|Faith Strengthened||Chapter 39||Part 1|
Malachi, at the end of the book (chapter 3:23, or 4:5 in the Christian bible), saith, "Behold, I will send you the prophet Elijah before the coming of the great and awful day."
It has been asserted by Christian interpreters of this passage, that we Jews vainly expect the fulfillment of this prediction, because it has already been realized in the person of John the Baptist, who in spirit was equal to Elijah; it being said in Matthew 11:10, that Jesus declared that John was the Elijah predicted by Malachi. They particularly site chapter 17 of Matthew, where Jesus is made to affirm (verses 12 and 13) "But I say unto you that Elijah is come already, and they know him not, but have done to him whatever they listed." Thus his disciples were led to believe that Elijah and John were identical in the above prophecy.
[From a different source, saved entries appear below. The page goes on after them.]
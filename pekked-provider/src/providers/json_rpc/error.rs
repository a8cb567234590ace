//! JSON-RPC / EIP-1193 error mapping

use crate::error::ProviderError;
use crate::traits::{ErrorContext, ProviderErrorMapper, RawRpcError};

use super::JsonRpcWallet;

/// User rejected the request.
const USER_REJECTED: i64 = 4001;
/// Requested method or account not authorized.
const UNAUTHORIZED: i64 = 4100;
/// Chain has not been added to the wallet.
const UNRECOGNIZED_CHAIN: i64 = 4902;
/// JSON-RPC internal error; some wallets wrap 4902 in it.
const INTERNAL_ERROR: i64 = -32603;
/// JSON-RPC invalid params.
const INVALID_PARAMS: i64 = -32602;

/// EIP-1193 provider error codes
/// Reference: <https://eips.ethereum.org/EIPS/eip-1193#provider-errors>
impl ProviderErrorMapper for JsonRpcWallet {
    fn provider_name(&self) -> &'static str {
        "json-rpc"
    }

    fn map_error(&self, raw: RawRpcError, context: ErrorContext) -> ProviderError {
        match raw.code {
            USER_REJECTED => ProviderError::UserRejected {
                provider: self.provider_name().to_string(),
                raw_message: Some(raw.message),
            },

            UNAUTHORIZED => ProviderError::NoAccount {
                provider: self.provider_name().to_string(),
            },

            UNRECOGNIZED_CHAIN => self.unrecognized_chain(&context),

            INTERNAL_ERROR if raw.message.to_lowercase().contains("unrecognized chain") => {
                self.unrecognized_chain(&context)
            }

            INVALID_PARAMS => ProviderError::InvalidParameter {
                provider: self.provider_name().to_string(),
                param: "params".to_string(),
                detail: raw.message,
            },

            _ => self.rpc_error(raw),
        }
    }
}

impl JsonRpcWallet {
    fn unrecognized_chain(&self, context: &ErrorContext) -> ProviderError {
        ProviderError::UnrecognizedChain {
            provider: self.provider_name().to_string(),
            chain_id: context
                .chain_id
                .map_or_else(|| "<unknown>".to_string(), |id| id.to_hex()),
        }
    }
}
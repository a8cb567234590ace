//! # pekked-provider
//!
//! Boundary library between the pekked client and the outside world: the
//! user's wallet (account access, chain switching, signing) and the `Domains`
//! name-registry contract.
//!
//! ## Feature Flags
//!
//! - **`json-rpc`** *(default)*: [`JsonRpcWallet`], an HTTP JSON-RPC wallet
//!   speaking EIP-1193 method names.
//! - **`native-tls`** *(default)* / **`rustls`**: TLS backend for `reqwest`.
//!
//! ## Usage
//!
//! ```rust,no_run
//! use std::sync::Arc;
//! use pekked_provider::{
//!     Address, DomainsContract, JsonRpcWallet, RegistryContract, WalletProvider,
//! };
//!
//! #[tokio::main]
//! async fn main() -> Result<(), Box<dyn std::error::Error>> {
//!     let wallet: Arc<dyn WalletProvider> = Arc::new(JsonRpcWallet::new("http://127.0.0.1:8545"));
//!     let accounts = wallet.request_accounts().await?;
//!     println!("connected as {}", accounts[0]);
//!
//!     let registry = DomainsContract::new(
//!         Address::parse("0x483c2979EFbaA88F0d14b18cE50f3bfd4cF3BbEB")?,
//!         wallet,
//!     );
//!     for name in registry.all_names().await? {
//!         println!("{name}: {}", registry.record(&name).await?);
//!     }
//!     Ok(())
//! }
//! ```
//!
//! ## Error Handling
//!
//! All operations return [`Result<T, ProviderError>`](ProviderError). The
//! wallet-facing variants callers usually branch on:
//!
//! - [`ProviderError::NotInstalled`]: no wallet configured
//! - [`ProviderError::UserRejected`]: EIP-1193 code 4001
//! - [`ProviderError::UnrecognizedChain`]: EIP-1193 code 4902
//!
//! Transient transport errors (`NetworkError`, `Timeout`, `RateLimited`) are
//! retried with exponential backoff, except for `eth_sendTransaction`.

pub mod abi;
mod error;
mod http_client;
pub mod networks;
mod providers;
mod traits;
mod types;
mod utils;

pub use error::{ProviderError, Result};

pub use traits::{RegistryContract, WalletProvider};

pub use types::{
    Address, CallRequest, ChainDescriptor, ChainId, NativeCurrency, TransactionRequest, TxHash,
    TxReceipt, TxStatus, Wei,
};

pub use providers::DomainsContract;
#[cfg(feature = "json-rpc")]
pub use providers::JsonRpcWallet;

pub use utils::log_sanitizer;
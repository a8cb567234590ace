//! `WalletProvider` implementation over JSON-RPC

use async_trait::async_trait;
use serde_json::{Value, json};
use tokio::sync::broadcast;

use crate::error::Result;
use crate::traits::{ErrorContext, ProviderErrorMapper, WalletProvider};
use crate::types::{
    Address, CallRequest, ChainDescriptor, ChainId, TransactionRequest, TxHash, TxReceipt, Wei,
};
use crate::utils::log_sanitizer::summarize_calldata;

use super::JsonRpcWallet;
use super::types::{RpcReceipt, transaction_params};

impl JsonRpcWallet {
    fn parse_accounts(&self, raw: Vec<String>) -> Result<Vec<Address>> {
        raw.iter()
            .map(|a| Address::parse(a).map_err(|e| self.parse_error(e)))
            .collect()
    }
}

#[async_trait]
impl WalletProvider for JsonRpcWallet {
    fn id(&self) -> &'static str {
        "json-rpc"
    }

    async fn request_accounts(&self) -> Result<Vec<Address>> {
        let raw: Vec<String> = self
            .rpc_with_retries(
                "eth_requestAccounts",
                json!([]),
                ErrorContext::default(),
                0,
            )
            .await?;
        self.parse_accounts(raw)
    }

    async fn accounts(&self) -> Result<Vec<Address>> {
        let raw: Vec<String> = self
            .rpc("eth_accounts", json!([]), ErrorContext::default())
            .await?;
        self.parse_accounts(raw)
    }

    async fn chain_id(&self) -> Result<ChainId> {
        self.fetch_chain_id().await
    }

    async fn switch_chain(&self, chain_id: ChainId) -> Result<()> {
        let _: Value = self
            .rpc_with_retries(
                "wallet_switchEthereumChain",
                json!([{ "chainId": chain_id.to_hex() }]),
                ErrorContext {
                    chain_id: Some(chain_id),
                },
                0,
            )
            .await?;
        Ok(())
    }

    async fn add_chain(&self, descriptor: &ChainDescriptor) -> Result<()> {
        let _: Value = self
            .rpc_with_retries(
                "wallet_addEthereumChain",
                json!([descriptor]),
                ErrorContext {
                    chain_id: Some(descriptor.chain_id),
                },
                0,
            )
            .await?;
        Ok(())
    }

    fn subscribe_chain_changed(&self) -> broadcast::Receiver<ChainId> {
        self.chain_events.subscribe()
    }

    async fn send_transaction(&self, tx: &TransactionRequest) -> Result<TxHash> {
        log::debug!(
            "[json-rpc] eth_sendTransaction to={} value={} data={}",
            tx.to.as_ref().map_or("<create>", Address::as_str),
            tx.value.unwrap_or_default(),
            summarize_calldata(&tx.data)
        );
        // a resent transaction could be mined twice
        let hash: String = self
            .rpc_with_retries(
                "eth_sendTransaction",
                json!([transaction_params(tx)]),
                ErrorContext::default(),
                0,
            )
            .await?;
        Ok(TxHash(hash))
    }

    async fn call(&self, req: &CallRequest) -> Result<Vec<u8>> {
        let raw: String = self
            .rpc(
                "eth_call",
                json!([
                    { "to": req.to.as_str(), "data": format!("0x{}", hex::encode(&req.data)) },
                    "latest"
                ]),
                ErrorContext::default(),
            )
            .await?;
        hex::decode(raw.trim_start_matches("0x")).map_err(|e| self.parse_error(e))
    }

    async fn transaction_receipt(&self, hash: &TxHash) -> Result<Option<TxReceipt>> {
        let raw: Option<RpcReceipt> = self
            .rpc(
                "eth_getTransactionReceipt",
                json!([hash.0]),
                ErrorContext::default(),
            )
            .await?;
        raw.map(RpcReceipt::into_receipt).transpose()
    }

    async fn balance(&self, address: &Address) -> Result<Wei> {
        let raw: String = self
            .rpc(
                "eth_getBalance",
                json!([address.as_str(), "latest"]),
                ErrorContext::default(),
            )
            .await?;
        Wei::from_hex(&raw)
    }
}
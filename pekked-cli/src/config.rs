//! Configuration loading

use std::fs;
use std::path::{Path, PathBuf};
use std::time::Duration;

use anyhow::{Context, Result};
use pekked_core::ServiceSettings;
use pekked_provider::networks::polygon_mumbai;
use pekked_provider::{Address, ChainDescriptor, ChainId, NativeCurrency};
use serde::Deserialize;

/// Registry deployed on Polygon Mumbai.
pub const DEFAULT_CONTRACT_ADDRESS: &str = "0x483c2979EFbaA88F0d14b18cE50f3bfd4cF3BbEB";

/// `config.toml` contents. Every key is optional.
#[derive(Debug, Clone, PartialEq, Eq, Deserialize)]
#[serde(default, deny_unknown_fields)]
pub struct Config {
    /// JSON-RPC endpoint of the signing wallet; empty means no wallet
    pub rpc_url: String,
    pub contract_address: String,
    pub tld: String,
    pub refresh_delay_ms: u64,
    pub receipt_poll_ms: u64,
    /// `eth_chainId` poll period of `watch`
    pub chain_poll_ms: u64,
    pub max_retries: u32,
    pub fanout: usize,
    pub network: NetworkConfig,
}

impl Default for Config {
    fn default() -> Self {
        Self {
            rpc_url: "http://127.0.0.1:8545".to_string(),
            contract_address: DEFAULT_CONTRACT_ADDRESS.to_string(),
            tld: "pekked".to_string(),
            refresh_delay_ms: 2000,
            receipt_poll_ms: 1000,
            chain_poll_ms: 2000,
            max_retries: 3,
            fanout: 8,
            network: NetworkConfig::default(),
        }
    }
}

/// Required network, as handed to `wallet_addEthereumChain`.
#[derive(Debug, Clone, PartialEq, Eq, Deserialize)]
#[serde(default, deny_unknown_fields)]
pub struct NetworkConfig {
    /// Hex (`0x13881`) or decimal
    pub chain_id: String,
    pub chain_name: String,
    pub rpc_urls: Vec<String>,
    pub currency_name: String,
    pub currency_symbol: String,
    pub decimals: u8,
    pub explorer_urls: Vec<String>,
}

impl Default for NetworkConfig {
    fn default() -> Self {
        let mumbai = polygon_mumbai();
        Self {
            chain_id: mumbai.chain_id.to_hex(),
            chain_name: mumbai.chain_name,
            rpc_urls: mumbai.rpc_urls,
            currency_name: mumbai.native_currency.name,
            currency_symbol: mumbai.native_currency.symbol,
            decimals: mumbai.native_currency.decimals,
            explorer_urls: mumbai.block_explorer_urls,
        }
    }
}

impl NetworkConfig {
    pub fn descriptor(&self) -> Result<ChainDescriptor> {
        let chain_id = ChainId::parse(&self.chain_id)
            .with_context(|| format!("invalid network.chain_id {:?}", self.chain_id))?;
        Ok(ChainDescriptor {
            chain_id,
            chain_name: self.chain_name.clone(),
            rpc_urls: self.rpc_urls.clone(),
            native_currency: NativeCurrency {
                name: self.currency_name.clone(),
                symbol: self.currency_symbol.clone(),
                decimals: self.decimals,
            },
            block_explorer_urls: self.explorer_urls.clone(),
        })
    }
}

impl Config {
    /// Load a single file.
    pub fn load(path: &Path) -> Result<Self> {
        let content = fs::read_to_string(path)
            .with_context(|| format!("failed to read {}", path.display()))?;
        toml::from_str(&content).with_context(|| format!("invalid config {}", path.display()))
    }

    pub fn settings(&self) -> Result<ServiceSettings> {
        Ok(ServiceSettings {
            required_network: self.network.descriptor()?,
            tld: self.tld.clone(),
            refresh_delay: Duration::from_millis(self.refresh_delay_ms),
            fanout: self.fanout,
        })
    }

    pub fn contract_address(&self) -> Result<Address> {
        Address::parse(&self.contract_address)
            .with_context(|| format!("invalid contract_address {:?}", self.contract_address))
    }

    pub fn receipt_poll(&self) -> Duration {
        Duration::from_millis(self.receipt_poll_ms)
    }

    pub fn chain_poll(&self) -> Duration {
        Duration::from_millis(self.chain_poll_ms)
    }
}

/// `<config dir>/pekked/config.toml`
pub fn default_path() -> Option<PathBuf> {
    dirs::config_dir().map(|dir| dir.join("pekked").join("config.toml"))
}

/// Load from the explicit path, the user config file, or defaults.
///
/// An explicit path must exist; the user config file is optional.
pub fn load_or_default(explicit: Option<&Path>) -> Result<Config> {
    if let Some(path) = explicit {
        return Config::load(path);
    }
    match default_path() {
        Some(path) if path.exists() => Config::load(&path),
        _ => Ok(Config::default()),
    }
}

/// Apply command-line / environment overrides (`--rpc-url`, `PEKKED_RPC_URL`).
pub fn with_overrides(mut config: Config, rpc_url: Option<String>) -> Config {
    if let Some(url) = rpc_url {
        config.rpc_url = url.trim().to_string();
    }
    config
}
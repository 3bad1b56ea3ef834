//! Person store contract and in-memory implementation.
//!
//! # Responsibility
//! - Keep person records in insertion order.
//! - Hand out live entries so callers can merge updates in place.
//!
//! # Invariants
//! - `insert` never checks for an existing `email`; callers own uniqueness.
//! - Lookups and removals act on the first record whose `email` matches.

use crate::model::person::PersonRecord;

/// Ordered custody of person records keyed by `email`.
pub trait PersonStore {
    /// Appends `record` at the end of the sequence.
    fn insert(&mut self, record: PersonRecord);
    /// Returns every record in insertion order.
    fn all(&self) -> &[PersonRecord];
    /// Returns the first record with a matching `email`.
    fn find_by_email(&self, email: &str) -> Option<&PersonRecord>;
    /// Mutable variant of [`PersonStore::find_by_email`]; edits land in the
    /// store directly.
    fn find_by_email_mut(&mut self, email: &str) -> Option<&mut PersonRecord>;
    /// Removes the first matching record. Returns whether one was removed.
    fn remove_by_email(&mut self, email: &str) -> bool;

    fn len(&self) -> usize {
        self.all().len()
    }

    fn is_empty(&self) -> bool {
        self.all().is_empty()
    }
}

/// `Vec`-backed volatile store.
#[derive(Debug, Clone, Default)]
pub struct InMemoryPersonStore {
    records: Vec<PersonRecord>,
}

impl InMemoryPersonStore {
    pub fn new() -> Self {
        Self::default()
    }

    /// Seeds a store with `records` in the given order, without any checks.
    pub fn with_records(records: impl IntoIterator<Item = PersonRecord>) -> Self {
        Self {
            records: records.into_iter().collect(),
        }
    }
}

impl PersonStore for InMemoryPersonStore {
    fn insert(&mut self, record: PersonRecord) {
        self.records.push(record);
    }

    fn all(&self) -> &[PersonRecord] {
        &self.records
    }

    fn find_by_email(&self, email: &str) -> Option<&PersonRecord> {
        self.records.iter().find(|record| record.email == email)
    }

    fn find_by_email_mut(&mut self, email: &str) -> Option<&mut PersonRecord> {
        self.records.iter_mut().find(|record| record.email == email)
    }

    fn remove_by_email(&mut self, email: &str) -> bool {
        match self.records.iter().position(|record| record.email == email) {
            Some(index) => {
                self.records.remove(index);
                true
            }
            None => false,
        }
    }
}
//! Person directory command-line transport.
//!
//! # Responsibility
//! - Resolve configuration once at start: file, environment, then flags.
//! - Serve JSON request lines from a file or stdin, one response per line.

use anyhow::{anyhow, Context};
use chrono::NaiveDate;
use clap::Parser;
use persondir_cli::api::serve;
use persondir_core::{
    core_version, default_log_level, init_logging, Clock, DirectoryConfig, DirectoryService,
    FixedClock, InMemoryPersonStore,
};
use std::fs::File;
use std::io::{self, BufRead, BufReader};
use std::path::PathBuf;

/// Serve person directory requests as JSON lines.
#[derive(Debug, Parser)]
#[command(name = "persondir", version)]
struct Args {
    /// TOML configuration file.
    #[arg(long)]
    config: Option<PathBuf>,

    /// Minimum allowed age in years; overrides config and environment.
    #[arg(long)]
    min_age: Option<u32>,

    /// Reject registrations whose email is already stored.
    #[arg(long)]
    reject_duplicates: bool,

    /// Pin "today" (YYYY-MM-DD) for reproducible replays.
    #[arg(long)]
    today: Option<NaiveDate>,

    /// Request file; stdin when omitted.
    #[arg(long)]
    input: Option<PathBuf>,

    /// Log level (trace|debug|info|warn|error).
    #[arg(long, requires = "log_dir")]
    log_level: Option<String>,

    /// Absolute directory for rolling log files; logging is off without it.
    #[arg(long)]
    log_dir: Option<PathBuf>,
}

fn main() -> anyhow::Result<()> {
    let args = Args::parse();

    if let Some(log_dir) = &args.log_dir {
        let level = args.log_level.as_deref().unwrap_or(default_log_level());
        let log_dir = log_dir
            .to_str()
            .ok_or_else(|| anyhow!("log dir must be valid UTF-8"))?;
        init_logging(level, log_dir).map_err(|err| anyhow!(err))?;
    }

    let mut config = DirectoryConfig::load(args.config.as_deref())?;
    if let Some(min_age) = args.min_age {
        config.min_allowed_age = min_age;
    }
    if args.reject_duplicates {
        config.reject_duplicate_email = true;
    }

    let reader: Box<dyn BufRead> = match &args.input {
        Some(path) => Box::new(BufReader::new(
            File::open(path).with_context(|| format!("failed to open {}", path.display()))?,
        )),
        None => Box::new(BufReader::new(io::stdin())),
    };

    match args.today {
        Some(today) => run(
            DirectoryService::new(InMemoryPersonStore::new(), FixedClock(today), config),
            reader,
        ),
        None => run(DirectoryService::in_memory(config), reader),
    }
}

fn run<C: Clock>(
    service: DirectoryService<InMemoryPersonStore, C>,
    reader: Box<dyn BufRead>,
) -> anyhow::Result<()> {
    let config = service.config();
    log::info!(
        "event=config_resolved module=cli status=ok version={} today={} min_allowed_age={} reject_duplicate_email={}",
        core_version(),
        service.today(),
        config.min_allowed_age,
        config.reject_duplicate_email
    );

    let served = serve(&service, reader, io::stdout().lock()).context("request stream failed")?;
    log::info!("event=session_end module=cli status=ok served={served}");
    Ok(())
}

#[cfg(test)]
mod tests {
    use super::Args;
    use clap::Parser;

    #[test]
    fn log_level_requires_log_dir() {
        let err = Args::try_parse_from(["persondir", "--log-level", "info"]).unwrap_err();
        assert_eq!(err.kind(), clap::error::ErrorKind::MissingRequiredArgument);

        let args =
            Args::try_parse_from(["persondir", "--log-level", "info", "--log-dir", "/tmp/logs"])
                .unwrap();
        assert_eq!(args.log_level.as_deref(), Some("info"));
    }
}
Refutation.—How can they deny the personal identity of the Prophet, mentioned in chapter 3:23? Who would venture to affirm that any other person is signified than the real Prophet Elijah, a truth equally manifest in the following passages: 1 Kings 18:21, "And Elijah drew near." —2 Chronicles 21:12, "And a writing of Elijah the prophet reached him." If the prophecy under consideration had had reference to an indefinite individual, it would have been communicated in such terms as the following, "Behold, I shall send a man like the prophet Elijah." Besides, he might have said, in terms which could not have failed to produce conviction, "Behold, I shall send you John." What necessity to have called him Elijah? Our argument gains in strength by the very statements contained in the gospel of John 1:21, "And they asked him [John], what then, art thou Elias to [Elijah], and he said, I am not." – "Art thou that prophet? And he answered, No." Comparing this passage with an assertion made in Matthew, we find a most glaring contradiction in the two Gospels. See Matthew 17:10-13, "And his disciples asked him [Jesus], saying, Why then say the Scribes, that Elias [Elijah], must first come? And Jesus answered and said unto them, Elias [Elijah] shall first come and restore all things. But I say unto you that Elias [Elijah], is come already, and they knew him not, but have done unto him whatsoever they listed; likewise shall also the Son of Man suffer of them. Then the disciples understood that he spake to them of John the Baptist." It is utterly unnecessary to illustrate any further similar expressions bearing so visibly the stamp of human invention; and we are fully prepared to estimate the value of the interpretation given to this discrepancy by the Christian commentators, who maintain that John declined the title of "Prophet Elijah" out of pure humility. Humility will not allow us to utter an intentional untruth in order to establish our superiority. Faithful prophets have openly avowed their missions and the object of their appearance before the world. We dismiss, therefore, the claim of the Christian interpretation as totally unsatisfactory and unfounded.